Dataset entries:
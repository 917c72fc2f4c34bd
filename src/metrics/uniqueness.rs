//! METRIC: CARD UNIQUENESS (GLOBAL USAGE FREQUENCY)
//!
//! Rewards pairs that share niche cards over pairs that only share format
//! staples.
//!
//! frequency(card)  = commanders listing the card / all commanders
//! uniqueness(card) = 1 − frequency(card)
//!
//! Example:
//! - Sol Ring in 160/200 commanders → frequency 0.8 → uniqueness 0.2
//! - Niche tribal card in 10/200    → frequency 0.05 → uniqueness 0.95
//!
//! The pair score for one category is the mean uniqueness of the cards both
//! commanders list (0 when they share none). Cards missing from the table are
//! treated as maximally unique.

use crate::data::CommanderDataset;
use crate::utils::{count_card_usage, safe_ratio, CategoryCards};
use rustc_hash::FxHashMap;

/// Global per-card usage frequency
#[derive(Debug, Clone, Default)]
pub struct CardFrequencies {
    frequencies: FxHashMap<String, f64>,
    total_commanders: usize,
}

impl CardFrequencies {
    /// Fraction of commanders listing `card`; 0 for unseen cards
    pub fn get(&self, card: &str) -> f64 {
        self.frequencies.get(card).copied().unwrap_or(0.0)
    }

    pub fn uniqueness(&self, card: &str) -> f64 {
        1.0 - self.get(card)
    }

    /// Commander entries the frequencies were computed over
    pub fn total_commanders(&self) -> usize {
        self.total_commanders
    }

    pub fn len(&self) -> usize {
        self.frequencies.len()
    }

    pub fn is_empty(&self) -> bool {
        self.frequencies.is_empty()
    }

    pub fn iter(&self) -> impl Iterator<Item = (&str, f64)> {
        self.frequencies.iter().map(|(card, f)| (card.as_str(), *f))
    }
}

impl FromIterator<(String, f64)> for CardFrequencies {
    fn from_iter<T: IntoIterator<Item = (String, f64)>>(iter: T) -> Self {
        Self {
            frequencies: iter.into_iter().collect(),
            total_commanders: 0,
        }
    }
}

/// Calculate how often each card appears across ALL commanders
///
/// The denominator is every entry in the dataset, including entries without
/// data, so frequencies stay comparable with the commander count of the input.
pub fn calculate_card_frequencies(
    dataset: &CommanderDataset,
    categories: &[String],
) -> CardFrequencies {
    let total_commanders = dataset.len();
    let counts = count_card_usage(dataset, categories);

    let frequencies = counts
        .into_iter()
        .map(|(card, count)| {
            (card.to_string(), safe_ratio(count as f64, total_commanders as f64))
        })
        .collect();

    CardFrequencies {
        frequencies,
        total_commanders,
    }
}

/// Average uniqueness of the cards both lists share; 0 when nothing is shared
pub fn calculate_uniqueness_weight(
    cards1: &CategoryCards<'_>,
    cards2: &CategoryCards<'_>,
    frequencies: &CardFrequencies,
) -> f64 {
    let (total, shared) = cards1
        .shared(cards2)
        .fold((0.0, 0usize), |(total, n), card| {
            (total + frequencies.uniqueness(card), n + 1)
        });

    safe_ratio(total, shared as f64)
}

/// A shared card with its usage statistics, for diagnostics
#[derive(Debug, Clone, PartialEq)]
pub struct SharedCard<'a> {
    pub name: &'a str,
    pub frequency: f64,
    pub uniqueness: f64,
}

/// Per-card breakdown behind `calculate_uniqueness_weight`
pub fn shared_card_usage<'a>(
    cards1: &CategoryCards<'a>,
    cards2: &CategoryCards<'a>,
    frequencies: &CardFrequencies,
) -> Vec<SharedCard<'a>> {
    cards1
        .shared(cards2)
        .map(|name| SharedCard {
            name,
            frequency: frequencies.get(name),
            uniqueness: frequencies.uniqueness(name),
        })
        .collect()
}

### Exercise goal
Pull every line holding "FxHashMap" out of the records.

### Completed task
use rustc_hash::FxHashMap;
    frequencies: FxHashMap<String, f64>,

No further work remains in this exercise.